中国电力 ›› 2024, Vol. 57 ›› Issue (5): 61-69.DOI: 10.11930/j.issn.1004-9649.202306066

• 新型电力系统源网荷储灵活资源运营及关键技术 • 上一篇    下一篇

基于高阶马尔可夫链的纯电重卡集群负荷预测

刘航1(), 申皓1, 杨勇1, 纪陵2, 余洋3()   

  1. 1. 国网邯郸供电公司,河北 邯郸 056000
    2. 国电南京自动化股份有限公司,江苏 南京 210032
    3. 新能源电力系统国家重点实验室(华北电力大学(保定)),河北 保定 071003
  • 收稿日期:2023-06-19 接受日期:2023-09-06 出版日期:2024-05-28 发布日期:2024-05-16
  • 作者简介:刘航(1986—),男,高级工程师,从事电力系统运行与控制研究,E-mail:286471312@qq.com
    余洋(1982—),男,通信作者,博士,教授,博士生导师,从事电力储能技术、柔性负荷建模与调度研究,E-mail:yangyu@ncepu.edu.cn
  • 基金资助:
    国家自然科学基金资助项目(52077078); 国网河北省电力有限公司科技项目(支撑纯电重卡集群与电网友好互动的聚合调控关键技术研究及示范应用,kj2022-050)。

Load Forecast of Electric Trucks Aggregation Based on Higher-order Markov Chains

Hang LIU1(), Hao SHEN1, Yong YANG1, Ling JI2, Yang YU3()   

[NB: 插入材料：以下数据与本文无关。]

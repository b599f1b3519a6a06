//! Layered configuration: defaults, optional TOML file, then environment.

use std::fmt;
use std::path::Path;
use std::str::FromStr;

use anyhow::{bail, Context};
use serde::Deserialize;

pub const DEFAULT_BASE_URL: &str = "https://dummyjson.com";
pub const DEFAULT_PORT: u16 = 8080;
pub const DEFAULT_CONNECT_TIMEOUT_MS: u64 = 5_000;

#[derive(Debug, Clone, Copy, PartialEq, Eq, clap::ValueEnum)]
pub enum Mode {
    /// MCP over stdin/stdout.
    Stdio,
    /// Streamable HTTP at `/mcp` plus `/healthz`.
    Http,
}

impl FromStr for Mode {
    type Err = anyhow::Error;

    fn from_str(s: &str) -> Result<Self, Self::Err> {
        match s.trim().to_ascii_lowercase().as_str() {
            "stdio" => Ok(Mode::Stdio),
            "http" | "server" => Ok(Mode::Http),
            other => bail!("Invalid MODE: {other}. Must be 'stdio' or 'http'"),
        }
    }
}

impl fmt::Display for Mode {
    fn fmt(&self, f: &mut fmt::Formatter<'_>) -> fmt::Result {
        f.write_str(match self {
            Mode::Stdio => "stdio",
            Mode::Http => "http",
        })
    }
}

#[derive(Debug, Clone, PartialEq, Eq)]
pub struct UpstreamConfig {
    pub base_url: String,
    pub connect_timeout_ms: u64,
    /// Whole-request timeout; unset means the transport waits indefinitely.
    pub timeout_ms: Option<u64>,
}

impl Default for UpstreamConfig {
    fn default() -> Self {
        Self {
            base_url: DEFAULT_BASE_URL.to_string(),
            connect_timeout_ms: DEFAULT_CONNECT_TIMEOUT_MS,
            timeout_ms: None,
        }
    }
}

#[derive(Debug, Clone, PartialEq, Eq)]
pub struct Config {
    pub mode: Mode,
    pub port: u16,
    pub upstream: UpstreamConfig,
}

impl Default for Config {
    fn default() -> Self {
        Self {
            mode: Mode::Stdio,
            port: DEFAULT_PORT,
            upstream: UpstreamConfig::default(),
        }
    }
}

#[derive(Debug, Default, Deserialize)]
#[serde(deny_unknown_fields)]
struct FileConfig {
    mode: Option<String>,
    port: Option<u16>,
    #[serde(default)]
    upstream: FileUpstream,
}

#[derive(Debug, Default, Deserialize)]
#[serde(deny_unknown_fields)]
struct FileUpstream {
    base_url: Option<String>,
    connect_timeout_ms: Option<u64>,
    timeout_ms: Option<u64>,
}

fn env_nonempty(key: &str) -> Option<String> {
    std::env::var(key).ok().filter(|v| !v.trim().is_empty())
}

fn env_parse<T: FromStr>(key: &str) -> Option<T> {
    env_nonempty(key).and_then(|v| v.trim().parse::<T>().ok())
}

impl Config {
    /// Load config: `PRODUCTS_MCP_CONFIG` TOML file (if set), then env overrides.
    pub fn load() -> anyhow::Result<Self> {
        let mut cfg = match env_nonempty("PRODUCTS_MCP_CONFIG") {
            Some(path) => Self::from_toml_file(Path::new(&path))?,
            None => Self::default(),
        };
        cfg.apply_env()?;
        cfg.validate()?;
        Ok(cfg)
    }

    pub fn from_toml_file(path: &Path) -> anyhow::Result<Self> {
        let raw = std::fs::read_to_string(path)
            .with_context(|| format!("reading config file {}", path.display()))?;
        Self::from_toml_str(&raw).with_context(|| format!("parsing config file {}", path.display()))
    }

    pub fn from_toml_str(raw: &str) -> anyhow::Result<Self> {
        let file: FileConfig = toml::from_str(raw)?;
        let defaults = Self::default();
        Ok(Self {
            mode: match file.mode {
                Some(m) => m.parse()?,
                None => defaults.mode,
            },
            port: file.port.unwrap_or(defaults.port),
            upstream: UpstreamConfig {
                base_url: file.upstream.base_url.unwrap_or(defaults.upstream.base_url),
                connect_timeout_ms: file
                    .upstream
                    .connect_timeout_ms
                    .unwrap_or(defaults.upstream.connect_timeout_ms),
                timeout_ms: file.upstream.timeout_ms,
            },
        })
    }

    fn apply_env(&mut self) -> anyhow::Result<()> {
        if let Some(mode) = env_nonempty("MODE") {
            self.mode = mode.parse()?;
        }
        if let Some(port) = env_parse::<u16>("PORT") {
            self.port = port;
        }
        if let Some(base) = env_nonempty("PRODUCTS_BASE_URL") {
            self.upstream.base_url = base;
        }
        if let Some(ms) = env_parse::<u64>("PRODUCTS_CONNECT_TIMEOUT_MS") {
            self.upstream.connect_timeout_ms = ms;
        }
        if let Some(ms) = env_parse::<u64>("PRODUCTS_TIMEOUT_MS") {
            self.upstream.timeout_ms = Some(ms);
        }
        Ok(())
    }

    pub fn validate(&self) -> anyhow::Result<()> {
        if self.mode == Mode::Http && self.port == 0 {
            bail!("PORT cannot be 0");
        }
        url::Url::parse(&self.upstream.base_url)
            .with_context(|| format!("invalid upstream base URL {:?}", self.upstream.base_url))?;
        Ok(())
    }
}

  1. 1. State Grid Handan Electric Power Supply Company, Handan 056000, China
    2. Guodian Nanjing Automation Co., Ltd., Nanjing 210032, China
    3. State Key Laboratory of Alternate Electrical Power System With Renewable Energy Sources (North China Electric Power University), Baoding 071003, China
  • Received:2023-06-19 Accepted:2023-09-06 Online:2024-05-28 Published:2024-05-16
  • Supported by:
    This work is supported by National Natural Science Foundation of China (No.52077078), Science and Technology Project of State Grid Hebei Electric Power Co., Ltd. (Research and Demonstration Application of Convergence Regulation Key Technology to Support Friendly Interaction between Pure Electric Heavy Truck Cluster and Grid, No.kj2022-050)

摘要:

相比于普通电动汽车,纯电重卡具有更高的充电功率、更大的电池容量和更可观的调度潜力,同时受货物重量、物流特性及行驶路径等诸多因素影响,其充电负荷呈现更大的随机性,建立准确的纯电重卡集群负荷预测模型有利于掌握其充电规律,降低对电网的冲击。为此,提出了考虑物流特性基于高阶马尔科夫链的纯电重卡集群负荷预测方法。首先,在考虑软时间窗约束实现纯电重卡路径规划的基础上,通过分析纯电重卡行驶特性预测其开始充电时间,以获取各时刻纯电重卡充电数量;其次,对纯电重卡的荷电状态区间进行模糊双层离散化分区处理,将每个大区间进一步细分为n个小区间,提高预测精度;然后,在求取纯电重卡荷电状态多步转移概率基础上,采用高阶马尔可夫链建立集群负荷预测模型,实现更为精确的负荷预测;最后,采用某物流园区实际纯电重卡数据进行仿真验证,结果表明,所构建的负荷预测模型较准确地预测了纯电重卡集群功率,同时减小了普通马尔科夫链方法的预测误差。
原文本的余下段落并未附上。